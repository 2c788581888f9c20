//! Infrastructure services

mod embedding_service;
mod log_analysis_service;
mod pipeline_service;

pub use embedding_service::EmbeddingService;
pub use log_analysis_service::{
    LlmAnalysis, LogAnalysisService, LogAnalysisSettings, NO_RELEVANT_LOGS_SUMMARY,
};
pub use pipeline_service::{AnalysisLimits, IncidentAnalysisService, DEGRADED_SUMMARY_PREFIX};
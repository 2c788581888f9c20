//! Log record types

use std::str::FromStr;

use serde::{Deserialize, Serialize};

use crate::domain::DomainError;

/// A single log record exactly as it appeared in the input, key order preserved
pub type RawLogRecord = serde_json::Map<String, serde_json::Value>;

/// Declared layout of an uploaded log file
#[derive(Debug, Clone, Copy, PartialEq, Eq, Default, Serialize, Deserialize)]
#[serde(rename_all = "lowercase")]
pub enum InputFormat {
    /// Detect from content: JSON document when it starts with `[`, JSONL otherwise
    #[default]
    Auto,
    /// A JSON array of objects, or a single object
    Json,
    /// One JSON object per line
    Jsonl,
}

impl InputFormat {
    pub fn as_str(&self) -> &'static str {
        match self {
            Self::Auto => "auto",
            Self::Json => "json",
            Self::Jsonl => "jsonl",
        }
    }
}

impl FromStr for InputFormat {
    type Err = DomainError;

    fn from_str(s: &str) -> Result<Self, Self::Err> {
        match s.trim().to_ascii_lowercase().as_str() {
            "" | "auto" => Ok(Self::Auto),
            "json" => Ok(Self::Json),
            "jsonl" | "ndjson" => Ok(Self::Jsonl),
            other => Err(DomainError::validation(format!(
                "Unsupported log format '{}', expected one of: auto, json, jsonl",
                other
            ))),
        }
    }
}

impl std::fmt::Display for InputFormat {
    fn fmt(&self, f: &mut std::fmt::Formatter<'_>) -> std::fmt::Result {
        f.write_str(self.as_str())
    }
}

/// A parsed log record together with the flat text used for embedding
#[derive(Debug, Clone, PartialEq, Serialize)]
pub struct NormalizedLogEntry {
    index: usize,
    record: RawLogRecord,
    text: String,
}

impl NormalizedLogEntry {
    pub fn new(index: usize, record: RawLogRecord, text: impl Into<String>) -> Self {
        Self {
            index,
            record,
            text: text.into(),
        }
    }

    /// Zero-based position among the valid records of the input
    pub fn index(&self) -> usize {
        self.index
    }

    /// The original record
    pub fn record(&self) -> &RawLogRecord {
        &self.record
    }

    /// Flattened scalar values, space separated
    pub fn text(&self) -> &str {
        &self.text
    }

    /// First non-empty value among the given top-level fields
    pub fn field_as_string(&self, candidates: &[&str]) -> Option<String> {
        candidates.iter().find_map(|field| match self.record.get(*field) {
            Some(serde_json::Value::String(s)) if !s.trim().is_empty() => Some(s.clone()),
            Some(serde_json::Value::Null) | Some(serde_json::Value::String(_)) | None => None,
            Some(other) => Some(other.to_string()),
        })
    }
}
* * *
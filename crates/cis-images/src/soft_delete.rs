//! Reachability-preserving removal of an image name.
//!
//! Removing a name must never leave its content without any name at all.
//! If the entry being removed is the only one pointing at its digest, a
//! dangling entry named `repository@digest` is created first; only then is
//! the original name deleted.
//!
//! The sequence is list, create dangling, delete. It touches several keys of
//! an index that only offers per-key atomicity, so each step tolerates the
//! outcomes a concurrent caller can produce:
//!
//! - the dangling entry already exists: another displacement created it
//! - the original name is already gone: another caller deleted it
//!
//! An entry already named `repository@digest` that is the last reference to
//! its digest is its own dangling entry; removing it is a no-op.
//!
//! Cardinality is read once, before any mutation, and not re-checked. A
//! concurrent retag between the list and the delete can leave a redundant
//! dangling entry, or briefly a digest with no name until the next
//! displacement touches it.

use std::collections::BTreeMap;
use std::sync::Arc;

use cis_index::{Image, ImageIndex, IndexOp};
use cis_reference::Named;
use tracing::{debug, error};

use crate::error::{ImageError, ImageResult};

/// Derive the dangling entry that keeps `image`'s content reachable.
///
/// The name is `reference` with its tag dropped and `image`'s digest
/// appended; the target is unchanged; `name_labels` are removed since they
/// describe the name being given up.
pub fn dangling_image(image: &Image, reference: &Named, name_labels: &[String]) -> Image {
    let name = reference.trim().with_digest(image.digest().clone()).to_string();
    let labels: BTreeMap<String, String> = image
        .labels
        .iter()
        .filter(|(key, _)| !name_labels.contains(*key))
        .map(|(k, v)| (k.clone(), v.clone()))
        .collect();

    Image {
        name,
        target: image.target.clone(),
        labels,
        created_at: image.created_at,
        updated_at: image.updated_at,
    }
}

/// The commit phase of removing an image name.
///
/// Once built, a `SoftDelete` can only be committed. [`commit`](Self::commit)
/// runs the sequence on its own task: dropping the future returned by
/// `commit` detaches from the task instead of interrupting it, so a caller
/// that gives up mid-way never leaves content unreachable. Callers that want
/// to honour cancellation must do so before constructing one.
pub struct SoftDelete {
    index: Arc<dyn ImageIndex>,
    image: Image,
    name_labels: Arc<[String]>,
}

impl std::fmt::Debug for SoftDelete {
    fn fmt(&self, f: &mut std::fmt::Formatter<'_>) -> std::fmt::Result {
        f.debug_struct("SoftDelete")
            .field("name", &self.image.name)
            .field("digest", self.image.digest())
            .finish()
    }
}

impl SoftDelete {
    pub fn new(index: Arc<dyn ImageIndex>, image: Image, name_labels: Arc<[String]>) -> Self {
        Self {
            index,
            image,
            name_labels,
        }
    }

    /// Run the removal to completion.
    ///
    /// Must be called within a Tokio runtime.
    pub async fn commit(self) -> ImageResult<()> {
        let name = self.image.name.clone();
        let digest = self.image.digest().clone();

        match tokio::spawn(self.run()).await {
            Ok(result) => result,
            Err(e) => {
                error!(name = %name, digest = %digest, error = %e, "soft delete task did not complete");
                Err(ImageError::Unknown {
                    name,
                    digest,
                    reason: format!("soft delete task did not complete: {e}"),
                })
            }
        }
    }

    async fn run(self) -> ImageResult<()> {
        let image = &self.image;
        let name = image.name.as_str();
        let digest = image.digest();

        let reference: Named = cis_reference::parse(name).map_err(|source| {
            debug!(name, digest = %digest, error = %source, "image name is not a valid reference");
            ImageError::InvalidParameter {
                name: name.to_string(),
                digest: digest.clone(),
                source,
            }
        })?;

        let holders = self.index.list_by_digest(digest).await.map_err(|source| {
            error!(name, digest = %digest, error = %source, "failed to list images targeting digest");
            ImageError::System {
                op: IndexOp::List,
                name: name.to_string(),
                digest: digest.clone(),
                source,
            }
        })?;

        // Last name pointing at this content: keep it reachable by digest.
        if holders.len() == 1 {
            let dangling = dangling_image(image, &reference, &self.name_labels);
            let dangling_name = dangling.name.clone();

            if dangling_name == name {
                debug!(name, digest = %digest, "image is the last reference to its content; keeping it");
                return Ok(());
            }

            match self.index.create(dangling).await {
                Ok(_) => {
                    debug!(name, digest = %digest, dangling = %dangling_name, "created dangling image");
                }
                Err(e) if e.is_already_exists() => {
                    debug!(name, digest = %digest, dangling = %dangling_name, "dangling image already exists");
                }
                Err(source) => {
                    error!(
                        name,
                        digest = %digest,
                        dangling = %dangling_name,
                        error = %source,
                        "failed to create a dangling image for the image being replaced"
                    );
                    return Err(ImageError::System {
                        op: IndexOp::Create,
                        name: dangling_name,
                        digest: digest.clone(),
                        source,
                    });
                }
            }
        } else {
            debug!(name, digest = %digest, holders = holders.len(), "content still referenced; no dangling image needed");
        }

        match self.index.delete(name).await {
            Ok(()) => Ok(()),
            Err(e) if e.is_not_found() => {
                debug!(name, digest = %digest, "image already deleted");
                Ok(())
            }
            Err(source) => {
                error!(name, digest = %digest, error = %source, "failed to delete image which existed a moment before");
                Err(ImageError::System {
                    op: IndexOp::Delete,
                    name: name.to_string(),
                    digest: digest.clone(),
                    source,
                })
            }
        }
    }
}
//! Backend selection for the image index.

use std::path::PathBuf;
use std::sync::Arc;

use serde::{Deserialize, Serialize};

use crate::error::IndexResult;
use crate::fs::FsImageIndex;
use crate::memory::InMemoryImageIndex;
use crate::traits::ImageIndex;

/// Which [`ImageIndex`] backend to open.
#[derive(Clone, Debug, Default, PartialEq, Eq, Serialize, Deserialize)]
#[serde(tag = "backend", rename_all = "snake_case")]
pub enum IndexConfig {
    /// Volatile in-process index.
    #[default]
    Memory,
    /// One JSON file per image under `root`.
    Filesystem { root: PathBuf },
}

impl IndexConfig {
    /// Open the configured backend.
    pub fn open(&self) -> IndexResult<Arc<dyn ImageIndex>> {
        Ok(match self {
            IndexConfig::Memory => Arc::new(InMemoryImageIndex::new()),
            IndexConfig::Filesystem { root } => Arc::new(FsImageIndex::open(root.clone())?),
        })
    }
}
* * *
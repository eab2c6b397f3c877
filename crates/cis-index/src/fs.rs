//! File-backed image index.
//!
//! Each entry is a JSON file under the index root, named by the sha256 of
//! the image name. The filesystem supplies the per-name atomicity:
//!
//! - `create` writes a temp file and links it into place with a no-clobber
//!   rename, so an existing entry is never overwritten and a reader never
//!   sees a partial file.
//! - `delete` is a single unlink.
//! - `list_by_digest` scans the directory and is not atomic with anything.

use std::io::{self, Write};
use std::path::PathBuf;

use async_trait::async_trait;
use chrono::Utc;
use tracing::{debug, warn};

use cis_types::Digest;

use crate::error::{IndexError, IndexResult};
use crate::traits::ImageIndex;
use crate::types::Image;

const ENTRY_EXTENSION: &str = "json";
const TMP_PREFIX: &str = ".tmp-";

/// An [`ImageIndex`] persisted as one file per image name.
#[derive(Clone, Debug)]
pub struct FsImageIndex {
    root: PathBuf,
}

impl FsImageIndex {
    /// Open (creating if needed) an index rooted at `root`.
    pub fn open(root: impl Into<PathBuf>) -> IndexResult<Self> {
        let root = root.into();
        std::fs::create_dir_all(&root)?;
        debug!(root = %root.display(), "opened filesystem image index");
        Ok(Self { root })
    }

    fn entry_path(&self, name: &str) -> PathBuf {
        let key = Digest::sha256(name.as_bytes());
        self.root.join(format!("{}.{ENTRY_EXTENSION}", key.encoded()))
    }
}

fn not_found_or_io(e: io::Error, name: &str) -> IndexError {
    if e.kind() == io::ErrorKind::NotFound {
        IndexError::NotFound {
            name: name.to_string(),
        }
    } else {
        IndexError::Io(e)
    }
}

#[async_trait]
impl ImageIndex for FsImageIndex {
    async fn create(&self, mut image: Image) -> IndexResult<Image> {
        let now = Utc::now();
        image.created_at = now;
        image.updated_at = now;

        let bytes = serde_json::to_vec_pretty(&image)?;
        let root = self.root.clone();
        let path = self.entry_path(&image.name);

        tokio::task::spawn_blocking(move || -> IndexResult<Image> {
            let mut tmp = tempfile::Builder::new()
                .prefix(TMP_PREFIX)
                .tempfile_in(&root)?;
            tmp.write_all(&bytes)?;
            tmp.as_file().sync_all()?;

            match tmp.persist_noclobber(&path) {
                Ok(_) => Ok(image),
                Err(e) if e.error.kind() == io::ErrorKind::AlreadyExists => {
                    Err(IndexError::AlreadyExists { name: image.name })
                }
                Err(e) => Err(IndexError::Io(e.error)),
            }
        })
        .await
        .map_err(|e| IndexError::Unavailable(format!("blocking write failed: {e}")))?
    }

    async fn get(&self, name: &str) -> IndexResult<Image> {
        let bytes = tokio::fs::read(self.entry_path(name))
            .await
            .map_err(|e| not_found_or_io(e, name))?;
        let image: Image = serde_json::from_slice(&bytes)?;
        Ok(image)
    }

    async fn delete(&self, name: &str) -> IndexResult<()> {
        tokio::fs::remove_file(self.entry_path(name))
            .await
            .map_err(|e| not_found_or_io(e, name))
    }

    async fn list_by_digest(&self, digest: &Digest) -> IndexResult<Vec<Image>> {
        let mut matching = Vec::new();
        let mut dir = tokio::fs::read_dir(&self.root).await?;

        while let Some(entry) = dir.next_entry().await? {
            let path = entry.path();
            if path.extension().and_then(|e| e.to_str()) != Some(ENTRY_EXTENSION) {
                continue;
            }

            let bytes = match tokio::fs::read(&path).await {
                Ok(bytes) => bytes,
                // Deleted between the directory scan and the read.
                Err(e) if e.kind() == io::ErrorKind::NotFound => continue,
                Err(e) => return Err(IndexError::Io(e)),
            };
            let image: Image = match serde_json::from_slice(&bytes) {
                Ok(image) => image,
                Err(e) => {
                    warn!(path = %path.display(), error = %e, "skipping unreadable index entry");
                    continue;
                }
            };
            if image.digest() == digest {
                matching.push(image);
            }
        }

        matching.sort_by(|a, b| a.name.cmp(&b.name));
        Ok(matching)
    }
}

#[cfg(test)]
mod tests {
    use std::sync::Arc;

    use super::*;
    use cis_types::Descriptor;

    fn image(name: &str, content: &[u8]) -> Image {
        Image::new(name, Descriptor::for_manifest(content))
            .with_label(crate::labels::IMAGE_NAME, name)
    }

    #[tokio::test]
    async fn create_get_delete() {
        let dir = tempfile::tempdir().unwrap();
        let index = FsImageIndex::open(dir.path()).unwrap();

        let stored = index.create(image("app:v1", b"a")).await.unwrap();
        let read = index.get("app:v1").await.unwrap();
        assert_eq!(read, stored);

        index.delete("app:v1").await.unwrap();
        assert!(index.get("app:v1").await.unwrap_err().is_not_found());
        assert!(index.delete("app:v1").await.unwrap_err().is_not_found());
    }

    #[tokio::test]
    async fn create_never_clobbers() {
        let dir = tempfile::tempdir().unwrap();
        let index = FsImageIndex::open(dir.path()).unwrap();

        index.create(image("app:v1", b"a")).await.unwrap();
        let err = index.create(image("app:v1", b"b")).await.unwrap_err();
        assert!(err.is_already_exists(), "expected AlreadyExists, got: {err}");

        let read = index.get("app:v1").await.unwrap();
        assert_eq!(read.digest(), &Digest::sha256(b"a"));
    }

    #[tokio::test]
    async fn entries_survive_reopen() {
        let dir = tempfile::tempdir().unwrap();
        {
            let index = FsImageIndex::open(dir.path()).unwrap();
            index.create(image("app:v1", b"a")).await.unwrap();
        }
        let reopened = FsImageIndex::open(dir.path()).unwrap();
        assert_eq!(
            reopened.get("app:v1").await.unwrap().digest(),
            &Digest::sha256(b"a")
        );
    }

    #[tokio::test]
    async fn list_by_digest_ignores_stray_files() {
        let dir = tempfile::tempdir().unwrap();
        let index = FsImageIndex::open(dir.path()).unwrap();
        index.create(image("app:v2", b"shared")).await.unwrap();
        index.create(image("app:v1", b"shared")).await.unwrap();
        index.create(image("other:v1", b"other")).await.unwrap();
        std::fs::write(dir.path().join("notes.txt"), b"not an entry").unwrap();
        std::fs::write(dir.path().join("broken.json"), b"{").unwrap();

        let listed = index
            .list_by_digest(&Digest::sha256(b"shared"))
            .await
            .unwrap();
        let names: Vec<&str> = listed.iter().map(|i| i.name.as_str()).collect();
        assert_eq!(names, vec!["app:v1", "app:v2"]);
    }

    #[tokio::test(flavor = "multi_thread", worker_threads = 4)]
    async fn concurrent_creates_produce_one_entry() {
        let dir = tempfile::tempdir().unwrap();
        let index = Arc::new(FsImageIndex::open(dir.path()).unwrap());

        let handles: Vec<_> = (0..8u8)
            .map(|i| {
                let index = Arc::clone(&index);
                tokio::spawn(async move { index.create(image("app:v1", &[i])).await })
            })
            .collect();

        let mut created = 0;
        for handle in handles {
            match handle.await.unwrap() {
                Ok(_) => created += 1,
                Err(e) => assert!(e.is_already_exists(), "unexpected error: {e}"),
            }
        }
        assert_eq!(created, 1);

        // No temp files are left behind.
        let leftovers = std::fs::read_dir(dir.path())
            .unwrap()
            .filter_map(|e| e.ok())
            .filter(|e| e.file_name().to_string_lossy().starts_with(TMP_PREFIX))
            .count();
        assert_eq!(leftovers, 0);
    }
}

REQUIREMENT
Locate the word "among" in the records above, and return each line that has it.

SOLUTION FOR THIS EXERCISE
    /// Zero-based position among the valid records of the input
    /// First non-empty value among the given top-level fields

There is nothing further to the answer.